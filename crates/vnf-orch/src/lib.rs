//! Orchestration core for VNF rule management.
//!
//! This crate ties the dictionary and broker layers into the behavior the
//! orchestrator consumes:
//!
//! - [`operation`]: the [`Operation`] record and its monotonic state machine
//! - [`intent`]: rule intents and their versioned content hashes
//! - [`store`]: append-only store traits with in-memory implementations
//! - [`dispatch`]: idempotent intent dispatch ([`Dispatcher`])
//! - [`reconcile`]: desired-vs-actual drift detection and repair
//!   ([`Reconciler`])
//! - [`registry`]: dictionary storage keyed by template or network
//!
//! # Concurrency contract
//!
//! Dispatch performs a check-then-act sequence against the operation store;
//! it does not serialize concurrent submissions for the same rule id.
//! Callers must guarantee at most one in-flight submission per rule id.
//! Reconciliation runs for different networks are independent and may run
//! fully in parallel.

pub mod dispatch;
pub mod error;
pub mod intent;
pub mod operation;
pub mod reconcile;
pub mod registry;
pub mod store;

pub use dispatch::Dispatcher;
pub use error::{OrchError, OrchResult};
pub use intent::{content_hash, RuleIntent};
pub use operation::{Operation, OperationState, OperationType};
pub use reconcile::{
    ActionType, DesiredRule, DesiredStateProvider, ReconcilePolicy, ReconciliationAction,
    ReconciliationRun, Reconciler, RunStatus, StaticDesiredState,
};
pub use registry::{DictionaryRegistry, DictionaryScope};
pub use store::{
    MemoryOperationStore, MemoryReconciliationStore, OperationStore, ReconciliationStore,
};
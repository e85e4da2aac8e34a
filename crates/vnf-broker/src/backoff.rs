//! Retry backoff arithmetic.

use std::time::Duration;

use rand::Rng;

/// Largest exponent applied to the base delay; beyond this the delay has
/// long since hit any realistic cap.
const MAX_SHIFT: u32 = 20;

/// Computes the delay before the retry following `attempt`.
///
/// The delay doubles per attempt starting from `base` and carries full
/// positive jitter: `delay(n) ∈ [base·2^(n-1), 2·base·2^(n-1))`, clamped to
/// `max`. Attempts are 1-based.
pub fn backoff_delay(attempt: u32, base: Duration, max: Duration) -> Duration {
    let base_ms = base.as_millis() as u64;
    let max_ms = max.as_millis() as u64;

    let shift = attempt.saturating_sub(1).min(MAX_SHIFT);
    let exp_ms = base_ms.saturating_mul(1u64 << shift).min(max_ms);

    let jitter = if exp_ms > 0 {
        rand::thread_rng().gen_range(0..exp_ms)
    } else {
        0
    };

    Duration::from_millis(exp_ms.saturating_add(jitter).min(max_ms))
}

#[cfg(test)]
mod tests {
    use super::*;

    const BASE: Duration = Duration::from_millis(1000);
    const MAX: Duration = Duration::from_millis(30_000);

    #[test]
    fn test_first_attempt_bounds() {
        for _ in 0..100 {
            let delay = backoff_delay(1, BASE, MAX).as_millis() as u64;
            assert!((1000..2000).contains(&delay), "delay {delay} out of range");
        }
    }

    #[test]
    fn test_third_attempt_bounds() {
        for _ in 0..100 {
            let delay = backoff_delay(3, BASE, MAX).as_millis() as u64;
            assert!((4000..8000).contains(&delay), "delay {delay} out of range");
        }
    }

    #[test]
    fn test_large_attempts_clamp_to_max() {
        for attempt in [10, 20, 100, u32::MAX] {
            let delay = backoff_delay(attempt, BASE, MAX);
            assert_eq!(delay, MAX);
        }
    }

    #[test]
    fn test_zero_base_yields_zero() {
        let delay = backoff_delay(1, Duration::ZERO, MAX);
        assert_eq!(delay, Duration::ZERO);
    }
}
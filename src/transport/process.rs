//! Transports linking a parent process and a child over the child's stdio.
//!
//! The parent spawns the child with piped stdin/stdout and wraps them with
//! [`from_child`]; the child wraps its own stdin/stdout with [`stdio`]. Both
//! ends use the length-prefixed framing of [`StreamTransport`], so the child
//! must keep its stdout free of anything else (log to stderr instead).

use tokio::io::{Stdin, Stdout};
use tokio::process::{Child, ChildStdin, ChildStdout};

use crate::error::{TransportError, TransportResult};
use crate::transport::stream::{StreamConfig, StreamTransport};

/// Parent side: reads the child's stdout, writes the child's stdin.
pub type ChildTransport = StreamTransport<ChildStdout, ChildStdin>;

/// Child side: reads this process's stdin, writes this process's stdout.
pub type StdioTransport = StreamTransport<Stdin, Stdout>;

/// Take the piped stdin/stdout of a spawned child.
///
/// Fails if the child was not spawned with `Stdio::piped()` for both, or if
/// they were already taken.
pub fn from_child(child: &mut Child, config: StreamConfig) -> TransportResult<ChildTransport> {
    let name = match child.id() {
        Some(pid) => format!("child-{}", pid),
        None => "child".to_string(),
    };

    let stdin = child
        .stdin
        .take()
        .ok_or_else(|| not_piped(&name, "stdin"))?;
    let stdout = child
        .stdout
        .take()
        .ok_or_else(|| not_piped(&name, "stdout"))?;

    Ok(StreamTransport::new(stdout, stdin, name, config))
}

/// Wrap this process's stdin/stdout for talking to the parent.
pub fn stdio(config: StreamConfig) -> StdioTransport {
    StreamTransport::new(
        tokio::io::stdin(),
        tokio::io::stdout(),
        format!("parent-of-{}", std::process::id()),
        config,
    )
}

fn not_piped(name: &str, stream: &str) -> TransportError {
    TransportError::ConnectionFailed {
        name: name.to_string(),
        attempts: 1,
        reason: format!("{} is not piped", stream),
    }
}
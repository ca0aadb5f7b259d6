use async_trait::async_trait;
use bytes::Bytes;
use parking_lot::Mutex as SyncMutex;
use std::sync::Arc;
use std::sync::atomic::{AtomicBool, Ordering};
use std::time::Duration;
use tokio::io::{AsyncRead, AsyncReadExt, AsyncWrite, AsyncWriteExt};
use tokio::sync::Mutex;

use crate::error::{TransportError, TransportResult};
use crate::transport::{Transport, TransportStats};

pub const DEFAULT_MAX_MESSAGE_SIZE: usize = 16 * 1024 * 1024;

/// Configuration for length-prefixed stream transports.
#[derive(Debug, Clone)]
pub struct StreamConfig {
    /// Maximum message size in bytes
    pub max_message_size: usize,
    /// Write timeout (None for no timeout)
    pub write_timeout: Option<Duration>,
}

impl Default for StreamConfig {
    fn default() -> Self {
        Self {
            max_message_size: DEFAULT_MAX_MESSAGE_SIZE,
            write_timeout: Some(Duration::from_secs(30)),
        }
    }
}

impl StreamConfig {
    pub fn with_max_message_size(mut self, size: usize) -> Self {
        self.max_message_size = size;
        self
    }

    pub fn with_write_timeout(mut self, timeout: Option<Duration>) -> Self {
        self.write_timeout = timeout;
        self
    }
}

/// Transport over a pair of byte streams with length-prefixed framing.
///
/// Each payload is preceded by its length as a little-endian `u32`. Reads and
/// writes lock independent halves, so one task can block in `recv` while
/// another sends.
pub struct StreamTransport<R, W> {
    config: StreamConfig,
    reader: Mutex<R>,
    /// `None` once closed. Dropping the writer is what releases pipe handles
    /// such as `ChildStdin`; `shutdown` alone leaves them open.
    writer: Mutex<Option<W>>,
    connected: Arc<AtomicBool>,
    stats: Arc<SyncMutex<TransportStats>>,
    name: String,
}

impl<R, W> StreamTransport<R, W>
where
    R: AsyncRead + Unpin + Send,
    W: AsyncWrite + Unpin + Send,
{
    pub fn new(reader: R, writer: W, name: impl Into<String>, config: StreamConfig) -> Self {
        Self {
            config,
            reader: Mutex::new(reader),
            writer: Mutex::new(Some(writer)),
            connected: Arc::new(AtomicBool::new(true)),
            stats: Arc::new(SyncMutex::new(TransportStats::default())),
            name: name.into(),
        }
    }

    pub fn config(&self) -> &StreamConfig {
        &self.config
    }

    fn disconnected(&self) {
        self.connected.store(false, Ordering::Release);
    }

    async fn send_bytes(&self, data: &[u8]) -> TransportResult<()> {
        if !self.is_connected() {
            return Err(TransportError::NotConnected);
        }

        if data.len() > self.config.max_message_size {
            return Err(TransportError::MessageTooLarge {
                size: data.len(),
                max: self.config.max_message_size,
            });
        }

        let len_bytes = (data.len() as u32).to_le_bytes();

        let write_op = async {
            let mut guard = self.writer.lock().await;
            let Some(writer) = guard.as_mut() else {
                return Err(TransportError::NotConnected);
            };

            let written = async {
                writer.write_all(&len_bytes).await?;
                writer.write_all(data).await?;
                writer.flush().await?;
                Ok::<(), std::io::Error>(())
            }
            .await;

            written.map_err(|e| {
                self.disconnected();
                TransportError::SendFailed {
                    attempts: 1,
                    reason: e.to_string(),
                }
            })
        };

        let result = if let Some(timeout) = self.config.write_timeout {
            tokio::time::timeout(timeout, write_op)
                .await
                .map_err(|_| TransportError::Timeout {
                    duration_ms: timeout.as_millis() as u64,
                    operation: format!("{} write", self.name),
                })
                .and_then(|written| written)
        } else {
            write_op.await
        };

        self.stats.lock().record_send(&result, data.len() + 4);
        result
    }

    async fn recv_bytes(&self) -> TransportResult<Bytes> {
        if !self.is_connected() {
            return Err(TransportError::NotConnected);
        }

        let read_op = async {
            let mut reader = self.reader.lock().await;

            let mut len_bytes = [0u8; 4];
            reader
                .read_exact(&mut len_bytes)
                .await
                .map_err(|e| self.read_failed(e))?;

            let len = u32::from_le_bytes(len_bytes) as usize;
            if len > self.config.max_message_size {
                // the stream is no longer aligned on a frame boundary
                self.disconnected();
                return Err(TransportError::MessageTooLarge {
                    size: len,
                    max: self.config.max_message_size,
                });
            }

            let mut buffer = vec![0u8; len];
            reader
                .read_exact(&mut buffer)
                .await
                .map_err(|e| self.read_failed(e))?;

            Ok::<Vec<u8>, TransportError>(buffer)
        };

        // unbounded: the peer may stay quiet for as long as it likes, and a
        // cancelled read would leave the stream between frames
        let result = read_op.await;

        let wire_len = result.as_ref().map_or(0, |buffer| buffer.len() + 4);
        self.stats.lock().record_recv(&result, wire_len);
        result.map(Bytes::from)
    }

    fn read_failed(&self, e: std::io::Error) -> TransportError {
        if e.kind() == std::io::ErrorKind::UnexpectedEof {
            self.disconnected();
        }
        TransportError::ReceiveFailed {
            attempts: 1,
            reason: e.to_string(),
        }
    }
}

#[async_trait]
impl<R, W> Transport for StreamTransport<R, W>
where
    R: AsyncRead + Unpin + Send,
    W: AsyncWrite + Unpin + Send,
{
    async fn send(&self, data: &[u8]) -> TransportResult<()> {
        self.send_bytes(data).await
    }

    async fn recv(&self) -> TransportResult<Bytes> {
        self.recv_bytes().await
    }

    fn is_connected(&self) -> bool {
        self.connected.load(Ordering::Acquire)
    }

    async fn close(&self) -> TransportResult<()> {
        self.disconnected();
        let Some(mut writer) = self.writer.lock().await.take() else {
            return Ok(());
        };

        // shutdown signals EOF on sockets; dropping the writer afterwards
        // closes pipes
        writer
            .shutdown()
            .await
            .map_err(|e| TransportError::SendFailed {
                attempts: 1,
                reason: format!("Failed to shut down writer: {}", e),
            })
    }

    fn stats(&self) -> Option<TransportStats> {
        Some(self.stats.lock().clone())
    }

    fn name(&self) -> &str {
        &self.name
    }
}

impl<R, W> std::fmt::Debug for StreamTransport<R, W> {
    fn fmt(&self, f: &mut std::fmt::Formatter<'_>) -> std::fmt::Result {
        f.debug_struct("StreamTransport")
            .field("name", &self.name)
            .field("config", &self.config)
            .field("connected", &self.connected.load(Ordering::Relaxed))
            .finish()
    }
}

#[cfg(test)]
mod tests {
    use super::*;
    use tokio::io::{DuplexStream, ReadHalf, WriteHalf, duplex, split};

    type DuplexTransport = StreamTransport<ReadHalf<DuplexStream>, WriteHalf<DuplexStream>>;

    fn pair(config: StreamConfig) -> (DuplexTransport, DuplexTransport) {
        let (a, b) = duplex(64 * 1024);
        let (ar, aw) = split(a);
        let (br, bw) = split(b);
        (
            StreamTransport::new(ar, aw, "a", config.clone()),
            StreamTransport::new(br, bw, "b", config),
        )
    }

    #[tokio::test]
    async fn test_stream_send_recv() {
        let (a, b) = pair(StreamConfig::default());

        a.send(b"Hello, stream!").await.unwrap();
        assert_eq!(b.recv().await.unwrap().as_ref(), b"Hello, stream!");

        b.send(b"Hello back!").await.unwrap();
        assert_eq!(a.recv().await.unwrap().as_ref(), b"Hello back!");
    }

    #[tokio::test]
    async fn test_stream_frames_stay_separate() {
        let (a, b) = pair(StreamConfig::default());

        a.send(b"one").await.unwrap();
        a.send(b"").await.unwrap();
        a.send(b"three").await.unwrap();

        assert_eq!(b.recv().await.unwrap().as_ref(), b"one");
        assert_eq!(b.recv().await.unwrap().as_ref(), b"");
        assert_eq!(b.recv().await.unwrap().as_ref(), b"three");
    }

    #[tokio::test]
    async fn test_stream_stats() {
        let (a, b) = pair(StreamConfig::default());

        a.send(b"Test message").await.unwrap();
        b.recv().await.unwrap();

        let sent = a.stats().unwrap();
        assert_eq!(sent.messages_sent, 1);
        assert_eq!(sent.bytes_sent, 12 + 4);

        let received = b.stats().unwrap();
        assert_eq!(received.messages_received, 1);
        assert_eq!(received.bytes_received, 12 + 4);
    }

    #[tokio::test]
    async fn test_stream_message_too_large() {
        let (a, _b) = pair(StreamConfig::default().with_max_message_size(1024));

        let result = a.send(&vec![0; 2048]).await;
        assert!(matches!(
            result,
            Err(TransportError::MessageTooLarge {
                size: 2048,
                max: 1024
            })
        ));
    }

    #[tokio::test]
    async fn test_send_after_close_is_rejected() {
        let (a, _b) = pair(StreamConfig::default());

        a.close().await.unwrap();
        a.close().await.unwrap();
        assert!(matches!(
            a.send(b"late").await,
            Err(TransportError::NotConnected)
        ));
    }

    #[tokio::test(start_paused = true)]
    async fn test_idle_peer_does_not_fail_recv() {
        let (a, b) = pair(StreamConfig::default());

        let pending = tokio::spawn(async move {
            let received = b.recv().await;
            (b, received)
        });
        tokio::time::sleep(Duration::from_secs(3600)).await;
        a.send(b"much later").await.unwrap();

        let (b, received) = pending.await.unwrap();
        assert_eq!(received.unwrap().as_ref(), b"much later");
        assert!(b.is_connected());
    }

    #[tokio::test]
    async fn test_peer_close_is_eof() {
        let (a, b) = pair(StreamConfig::default());

        a.close().await.unwrap();
        assert!(matches!(
            b.recv().await,
            Err(TransportError::ReceiveFailed { .. })
        ));
        assert!(!b.is_connected());
    }
}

- - -

Copy the lines above exactly. Start with the line containing "let delay = backoff_delay(attempt, BASE, MAX);", end with the line containing "assert_eq!(delay, Duration::ZERO);", and include both.

            let delay = backoff_delay(attempt, BASE, MAX);
            assert_eq!(delay, MAX);
        }
    }

    #[test]
    fn test_zero_base_yields_zero() {
        let delay = backoff_delay(1, Duration::ZERO, MAX);
        assert_eq!(delay, Duration::ZERO);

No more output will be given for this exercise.